Taking it forwards, we can hope to create "digital twins" of organs like the heart, or even of single cells, for individual patients. Simulations can then be run to find out how different people would react to different treatments. At that point, we will have taken the massive step from, generalized, traditional and sometimes even inaccurate research to the provision of truly personalized medical care with models that can be run at low cost and almost in real time to aid diagnosis and treatment plans. This will augment the advances that we have already made in precision medicine, as HPE is helping doctors to stop thinking of the “average patient” and helping them treat the “actual patient.”

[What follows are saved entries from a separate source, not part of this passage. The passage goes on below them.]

/// Cancels one passenger whose current status is `current` and runs the cascade.
fn cancel_one(
    state: &mut InventoryState,
    booking_id: BookingId,
    passenger_id: PassengerId,
    current: PassengerStatus,
    plan: &mut Plan,
    now: DateTime<Utc>,
) -> Result<(), ReservationError> {
    match current {
        PassengerStatus::Cancelled => return Err(ReservationError::AlreadyCancelled),
        PassengerStatus::Confirmed { seat } => {
            state.capacity.release_confirmed(seat)?;
            fill_confirmed_seat(state, plan, now)?;
        }
        PassengerStatus::Rac { .. } => {
            let removal = state.rac.remove(passenger_id).ok_or_else(|| {
                ReservationError::consistency(format!("RAC passenger {passenger_id} not queued"))
            })?;
            state.capacity.release_rac()?;
            plan.shift(QueueKind::Rac, removal.shifted);
            fill_rac_slot(state, plan, now)?;
        }
        PassengerStatus::Waitlisted { .. } => {
            let removal = state.waitlist.remove(passenger_id).ok_or_else(|| {
                ReservationError::consistency(format!(
                    "waitlisted passenger {passenger_id} not queued"
                ))
            })?;
            plan.shift(QueueKind::Waitlist, removal.shifted);
        }
    }
    plan.push(booking_id, passenger_id, PassengerStatus::Cancelled);
    Ok(())
}

/// Hands a freed confirmed seat to the RAC head, or straight to the waitlist head when
/// the class has no RAC pool.
fn fill_confirmed_seat(
    state: &mut InventoryState,
    plan: &mut Plan,
    now: DateTime<Utc>,
) -> Result<(), ReservationError> {
    if let Some(removal) = state.rac.dequeue_head() {
        let seat = state.capacity.transfer_rac_to_confirmed()?;
        let head = removal.removed;
        debug!(passenger_id = %head.passenger_id, %seat, "RAC promoted to confirmed");
        plan.push(head.booking_id, head.passenger_id, PassengerStatus::Confirmed { seat });
        plan.shift(QueueKind::Rac, removal.shifted);
        return fill_rac_slot(state, plan, now);
    }

    if let Some(removal) = state.waitlist.dequeue_head() {
        let seat = state.capacity.reserve_confirmed().ok_or_else(|| {
            ReservationError::consistency("freed seat not available for waitlist promotion")
        })?;
        let head = removal.removed;
        debug!(passenger_id = %head.passenger_id, %seat, "waitlist promoted to confirmed");
        plan.push(head.booking_id, head.passenger_id, PassengerStatus::Confirmed { seat });
        plan.shift(QueueKind::Waitlist, removal.shifted);
    }
    Ok(())
}

/// Moves the waitlist head into a freed RAC slot.
fn fill_rac_slot(
    state: &mut InventoryState,
    plan: &mut Plan,
    now: DateTime<Utc>,
) -> Result<(), ReservationError> {
    let Some(removal) = state.waitlist.dequeue_head() else {
        return Ok(());
    };
    if !state.capacity.reserve_rac() {
        return Err(ReservationError::consistency(
            "RAC slot not free for waitlist promotion",
        ));
    }
    let head = removal.removed;
    let number = state
        .rac
        .enqueue(head.booking_id, head.passenger_id, now)
        .map_err(|_| ReservationError::consistency("RAC queue full after RAC slot freed"))?;
    debug!(passenger_id = %head.passenger_id, number, "waitlist promoted to RAC");
    plan.push(head.booking_id, head.passenger_id, PassengerStatus::Rac { number });
    plan.shift(QueueKind::Waitlist, removal.shifted);
    Ok(())
}

fn verify_inventory(state: &InventoryState, bookings: &[Booking]) -> Result<(), ReservationError> {
    state.check_invariants()?;

    let statuses: HashMap<PassengerId, PassengerStatus> = bookings
        .iter()
        .flat_map(|b| b.passengers.iter().map(|p| (p.id, p.current_status)))
        .collect();

    for kind in [QueueKind::Rac, QueueKind::Waitlist] {
        for entry in state.queue(kind).entries() {
            let expected = queued(kind, entry.ordinal);
            if statuses.get(&entry.passenger_id) != Some(&expected) {
                return Err(ReservationError::consistency(format!(
                    "passenger {} queued as {} but recorded as {:?}",
                    entry.passenger_id,
                    expected,
                    statuses.get(&entry.passenger_id)
                )));
            }
        }
    }

    let confirmed = statuses
        .values()
        .filter(|s| matches!(s, PassengerStatus::Confirmed { .. }))
        .count() as u32;
    let queued_count = statuses.values().filter(|s| s.queue_kind().is_some()).count();
    if confirmed != state.capacity.confirmed_count()
        || queued_count != state.rac.len() + state.waitlist.len()
    {
        return Err(ReservationError::consistency(format!(
            "ledger holds {confirmed} confirmed / {queued_count} queued, inventory {} / {}",
            state.capacity.confirmed_count(),
            state.rac.len() + state.waitlist.len()
        )));
    }
    Ok(())
}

Of course, such incredible ambition needs a quite incredible computer. Modelling an individual neuron at BBP today leads to around 20,000 ordinary differential equations. When modelling entire brain regions, this quickly rises to 100 billion equations that have to be solved concurrently. To provide the massive amount of computing power that will be necessary, BBP will be installing an HPE SGI 8600 supercomputer system in Lugano, Switzerland, and will make use of a cluster comprising 372 compute nodes. The HPE SGI 8600 is a sixth-generation system designed to solve the world’s most complex problems in areas ranging from life, earth, and space sciences, to engineering, manufacturing and national security—meaning that it was specially created for applications like BBP in which the power of big data and AI is harnessed to further our human understanding of the world we live in.
Endeavors like our collaboration with BBP bring a lot of hope for the future. There are great advances in areas like medicine thanks to big data, AI and super-computing, but there are also gaps that are slowing enhancement down—such as the need to digitize more patient records and get the data into a format that can be used. Projects such as this one show that we are pushing past the limitations and using data to accomplish feats that once seemed impossible. If we can do that, then the possible will follow in good time. It is something I am very proud to be a part of.